## [THE PROBLEM]
Could you print every record below exactly as it appears?

*** INPUT DATA

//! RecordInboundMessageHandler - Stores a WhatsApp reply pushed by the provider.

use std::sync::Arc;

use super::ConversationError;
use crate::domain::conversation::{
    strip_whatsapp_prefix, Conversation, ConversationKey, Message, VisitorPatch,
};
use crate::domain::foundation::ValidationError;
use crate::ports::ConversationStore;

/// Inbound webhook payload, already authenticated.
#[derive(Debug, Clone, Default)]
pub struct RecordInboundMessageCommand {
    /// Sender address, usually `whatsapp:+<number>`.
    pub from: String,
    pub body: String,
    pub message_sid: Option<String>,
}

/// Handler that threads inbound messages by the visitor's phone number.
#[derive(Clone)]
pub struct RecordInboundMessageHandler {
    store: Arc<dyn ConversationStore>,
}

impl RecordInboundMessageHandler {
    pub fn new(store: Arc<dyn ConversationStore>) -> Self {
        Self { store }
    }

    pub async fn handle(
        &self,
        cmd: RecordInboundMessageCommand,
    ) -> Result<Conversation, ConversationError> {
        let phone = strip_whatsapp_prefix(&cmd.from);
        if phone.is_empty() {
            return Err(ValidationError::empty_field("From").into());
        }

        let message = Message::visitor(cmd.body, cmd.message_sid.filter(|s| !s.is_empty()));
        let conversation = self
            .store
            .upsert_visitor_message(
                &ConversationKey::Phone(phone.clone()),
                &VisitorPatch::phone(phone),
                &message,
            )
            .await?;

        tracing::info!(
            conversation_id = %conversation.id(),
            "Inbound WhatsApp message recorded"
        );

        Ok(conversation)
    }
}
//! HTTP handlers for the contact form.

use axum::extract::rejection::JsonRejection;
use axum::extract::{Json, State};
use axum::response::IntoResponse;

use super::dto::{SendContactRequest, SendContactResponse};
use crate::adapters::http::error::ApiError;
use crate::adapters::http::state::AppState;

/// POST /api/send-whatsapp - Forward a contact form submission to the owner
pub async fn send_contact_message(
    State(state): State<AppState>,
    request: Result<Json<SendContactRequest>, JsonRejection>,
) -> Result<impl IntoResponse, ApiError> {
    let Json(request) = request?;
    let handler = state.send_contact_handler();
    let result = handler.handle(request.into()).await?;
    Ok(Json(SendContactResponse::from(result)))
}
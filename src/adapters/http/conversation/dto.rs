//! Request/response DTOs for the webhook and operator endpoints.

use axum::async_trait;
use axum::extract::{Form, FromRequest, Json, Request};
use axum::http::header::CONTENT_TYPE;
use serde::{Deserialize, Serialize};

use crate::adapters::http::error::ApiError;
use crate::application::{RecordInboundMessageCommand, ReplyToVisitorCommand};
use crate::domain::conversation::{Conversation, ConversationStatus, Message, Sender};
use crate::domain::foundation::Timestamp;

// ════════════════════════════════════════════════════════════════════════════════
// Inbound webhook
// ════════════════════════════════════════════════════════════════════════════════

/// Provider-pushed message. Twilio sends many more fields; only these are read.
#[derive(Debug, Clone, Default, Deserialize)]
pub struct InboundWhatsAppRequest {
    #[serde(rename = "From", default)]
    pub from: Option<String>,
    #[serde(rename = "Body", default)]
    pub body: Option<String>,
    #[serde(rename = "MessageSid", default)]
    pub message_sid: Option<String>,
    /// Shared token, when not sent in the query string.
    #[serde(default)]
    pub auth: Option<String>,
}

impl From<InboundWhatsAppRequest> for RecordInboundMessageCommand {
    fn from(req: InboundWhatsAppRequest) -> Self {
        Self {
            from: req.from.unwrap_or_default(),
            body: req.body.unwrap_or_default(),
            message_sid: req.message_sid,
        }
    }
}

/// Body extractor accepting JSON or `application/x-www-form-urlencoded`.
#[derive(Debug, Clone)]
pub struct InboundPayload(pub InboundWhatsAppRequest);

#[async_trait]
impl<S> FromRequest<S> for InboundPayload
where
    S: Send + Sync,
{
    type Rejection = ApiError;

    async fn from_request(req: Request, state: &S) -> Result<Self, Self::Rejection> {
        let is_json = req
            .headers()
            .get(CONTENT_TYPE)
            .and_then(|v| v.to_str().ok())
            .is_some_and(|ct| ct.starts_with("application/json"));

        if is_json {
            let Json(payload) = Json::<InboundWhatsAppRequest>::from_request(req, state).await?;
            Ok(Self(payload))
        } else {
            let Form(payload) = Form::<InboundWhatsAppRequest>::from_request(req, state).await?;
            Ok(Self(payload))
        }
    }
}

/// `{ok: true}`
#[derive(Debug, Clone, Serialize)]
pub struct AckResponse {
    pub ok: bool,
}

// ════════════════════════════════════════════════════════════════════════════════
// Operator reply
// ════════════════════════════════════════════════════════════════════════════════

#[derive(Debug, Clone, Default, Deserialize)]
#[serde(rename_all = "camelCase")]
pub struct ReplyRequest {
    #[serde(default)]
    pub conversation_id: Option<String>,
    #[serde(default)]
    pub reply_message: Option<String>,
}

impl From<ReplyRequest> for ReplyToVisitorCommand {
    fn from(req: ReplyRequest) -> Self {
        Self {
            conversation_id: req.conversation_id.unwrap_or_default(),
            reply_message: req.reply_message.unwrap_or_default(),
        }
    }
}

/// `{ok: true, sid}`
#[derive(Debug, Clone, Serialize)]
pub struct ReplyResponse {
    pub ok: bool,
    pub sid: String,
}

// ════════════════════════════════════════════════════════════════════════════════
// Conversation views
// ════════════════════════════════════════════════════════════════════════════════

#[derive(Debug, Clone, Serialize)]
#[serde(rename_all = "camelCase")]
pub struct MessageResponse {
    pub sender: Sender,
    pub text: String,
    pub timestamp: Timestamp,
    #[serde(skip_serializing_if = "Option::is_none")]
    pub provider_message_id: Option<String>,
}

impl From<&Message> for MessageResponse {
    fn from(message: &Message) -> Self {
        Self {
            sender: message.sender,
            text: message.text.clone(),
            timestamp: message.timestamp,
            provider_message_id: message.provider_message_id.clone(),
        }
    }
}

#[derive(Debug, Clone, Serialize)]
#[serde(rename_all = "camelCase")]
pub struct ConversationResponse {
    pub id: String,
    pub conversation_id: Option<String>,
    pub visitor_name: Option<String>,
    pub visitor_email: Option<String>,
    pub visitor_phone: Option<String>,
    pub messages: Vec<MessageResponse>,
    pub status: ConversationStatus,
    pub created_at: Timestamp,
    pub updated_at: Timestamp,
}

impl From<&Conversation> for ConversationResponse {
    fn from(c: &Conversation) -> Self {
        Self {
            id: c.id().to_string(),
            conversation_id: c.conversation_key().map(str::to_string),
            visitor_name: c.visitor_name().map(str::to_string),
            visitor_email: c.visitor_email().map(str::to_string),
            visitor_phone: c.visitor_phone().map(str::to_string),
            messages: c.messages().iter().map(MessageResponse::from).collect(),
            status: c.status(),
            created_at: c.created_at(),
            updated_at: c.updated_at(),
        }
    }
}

******

## [ANSWER TO THIS TASK]
//! RecordInboundMessageHandler - Stores a WhatsApp reply pushed by the provider.

use std::sync::Arc;

use super::ConversationError;
use crate::domain::conversation::{
    strip_whatsapp_prefix, Conversation, ConversationKey, Message, VisitorPatch,
};
use crate::domain::foundation::ValidationError;
use crate::ports::ConversationStore;

/// Inbound webhook payload, already authenticated.
#[derive(Debug, Clone, Default)]
pub struct RecordInboundMessageCommand {
    /// Sender address, usually `whatsapp:+<number>`.
    pub from: String,
    pub body: String,
    pub message_sid: Option<String>,
}

/// Handler that threads inbound messages by the visitor's phone number.
#[derive(Clone)]
pub struct RecordInboundMessageHandler {
    store: Arc<dyn ConversationStore>,
}

impl RecordInboundMessageHandler {
    pub fn new(store: Arc<dyn ConversationStore>) -> Self {
        Self { store }
    }

    pub async fn handle(
        &self,
        cmd: RecordInboundMessageCommand,
    ) -> Result<Conversation, ConversationError> {
        let phone = strip_whatsapp_prefix(&cmd.from);
        if phone.is_empty() {
            return Err(ValidationError::empty_field("From").into());
        }

        let message = Message::visitor(cmd.body, cmd.message_sid.filter(|s| !s.is_empty()));
        let conversation = self
            .store
            .upsert_visitor_message(
                &ConversationKey::Phone(phone.clone()),
                &VisitorPatch::phone(phone),
                &message,
            )
            .await?;

        tracing::info!(
            conversation_id = %conversation.id(),
            "Inbound WhatsApp message recorded"
        );

        Ok(conversation)
    }
}
//! HTTP handlers for the contact form.

use axum::extract::rejection::JsonRejection;
use axum::extract::{Json, State};
use axum::response::IntoResponse;

use super::dto::{SendContactRequest, SendContactResponse};
use crate::adapters::http::error::ApiError;
use crate::adapters::http::state::AppState;

/// POST /api/send-whatsapp - Forward a contact form submission to the owner
pub async fn send_contact_message(
    State(state): State<AppState>,
    request: Result<Json<SendContactRequest>, JsonRejection>,
) -> Result<impl IntoResponse, ApiError> {
    let Json(request) = request?;
    let handler = state.send_contact_handler();
    let result = handler.handle(request.into()).await?;
    Ok(Json(SendContactResponse::from(result)))
}
filename src/adapters/http/conversation/dto.rs
//! Request/response DTOs for the webhook and operator endpoints.

use axum::async_trait;
use axum::extract::{Form, FromRequest, Json, Request};
use axum::http::header::CONTENT_TYPE;
use serde::{Deserialize, Serialize};

use crate::adapters::http::error::ApiError;
use crate::application::{RecordInboundMessageCommand, ReplyToVisitorCommand};
use crate::domain::conversation::{Conversation, ConversationStatus, Message, Sender};
use crate::domain::foundation::Timestamp;

// ════════════════════════════════════════════════════════════════════════════════
// Inbound webhook
// ════════════════════════════════════════════════════════════════════════════════

/// Provider-pushed message. Twilio sends many more fields; only these are read.
#[derive(Debug, Clone, Default, Deserialize)]
pub struct InboundWhatsAppRequest {
    #[serde(rename = "From", default)]
    pub from: Option<String>,
    #[serde(rename = "Body", default)]
    pub body: Option<String>,
    #[serde(rename = "MessageSid", default)]
    pub message_sid: Option<String>,
    /// Shared token, when not sent in the query string.
    #[serde(default)]
    pub auth: Option<String>,
}

impl From<InboundWhatsAppRequest> for RecordInboundMessageCommand {
    fn from(req: InboundWhatsAppRequest) -> Self {
        Self {
            from: req.from.unwrap_or_default(),
            body: req.body.unwrap_or_default(),
            message_sid: req.message_sid,
        }
    }
}

/// Body extractor accepting JSON or `application/x-www-form-urlencoded`.
#[derive(Debug, Clone)]
pub struct InboundPayload(pub InboundWhatsAppRequest);

#[async_trait]
impl<S> FromRequest<S> for InboundPayload
where
    S: Send + Sync,
{
    type Rejection = ApiError;

    async fn from_request(req: Request, state: &S) -> Result<Self, Self::Rejection> {
        let is_json = req
            .headers()
            .get(CONTENT_TYPE)
            .and_then(|v| v.to_str().ok())
            .is_some_and(|ct| ct.starts_with("application/json"));

        if is_json {
            let Json(payload) = Json::<InboundWhatsAppRequest>::from_request(req, state).await?;
            Ok(Self(payload))
        } else {
            let Form(payload) = Form::<InboundWhatsAppRequest>::from_request(req, state).await?;
            Ok(Self(payload))
        }
    }
}

/// `{ok: true}`
#[derive(Debug, Clone, Serialize)]
pub struct AckResponse {
    pub ok: bool,
}

// ════════════════════════════════════════════════════════════════════════════════
// Operator reply
// ════════════════════════════════════════════════════════════════════════════════

#[derive(Debug, Clone, Default, Deserialize)]
#[serde(rename_all = "camelCase")]
pub struct ReplyRequest {
    #[serde(default)]
    pub conversation_id: Option<String>,
    #[serde(default)]
    pub reply_message: Option<String>,
}

impl From<ReplyRequest> for ReplyToVisitorCommand {
    fn from(req: ReplyRequest) -> Self {
        Self {
            conversation_id: req.conversation_id.unwrap_or_default(),
            reply_message: req.reply_message.unwrap_or_default(),
        }
    }
}

/// `{ok: true, sid}`
#[derive(Debug, Clone, Serialize)]
pub struct ReplyResponse {
    pub ok: bool,
    pub sid: String,
}

// ════════════════════════════════════════════════════════════════════════════════
// Conversation views
// ════════════════════════════════════════════════════════════════════════════════

#[derive(Debug, Clone, Serialize)]
#[serde(rename_all = "camelCase")]
pub struct MessageResponse {
    pub sender: Sender,
    pub text: String,
    pub timestamp: Timestamp,
    #[serde(skip_serializing_if = "Option::is_none")]
    pub provider_message_id: Option<String>,
}

impl From<&Message> for MessageResponse {
    fn from(message: &Message) -> Self {
        Self {
            sender: message.sender,
            text: message.text.clone(),
            timestamp: message.timestamp,
            provider_message_id: message.provider_message_id.clone(),
        }
    }
}

#[derive(Debug, Clone, Serialize)]
#[serde(rename_all = "camelCase")]
pub struct ConversationResponse {
    pub id: String,
    pub conversation_id: Option<String>,
    pub visitor_name: Option<String>,
    pub visitor_email: Option<String>,
    pub visitor_phone: Option<String>,
    pub messages: Vec<MessageResponse>,
    pub status: ConversationStatus,
    pub created_at: Timestamp,
    pub updated_at: Timestamp,
}

impl From<&Conversation> for ConversationResponse {
    fn from(c: &Conversation) -> Self {
        Self {
            id: c.id().to_string(),
            conversation_id: c.conversation_key().map(str::to_string),
            visitor_name: c.visitor_name().map(str::to_string),
            visitor_email: c.visitor_email().map(str::to_string),
            visitor_phone: c.visitor_phone().map(str::to_string),
            messages: c.messages().iter().map(MessageResponse::from).collect(),
            status: c.status(),
            created_at: c.created_at(),
            updated_at: c.updated_at(),
        }
    }
}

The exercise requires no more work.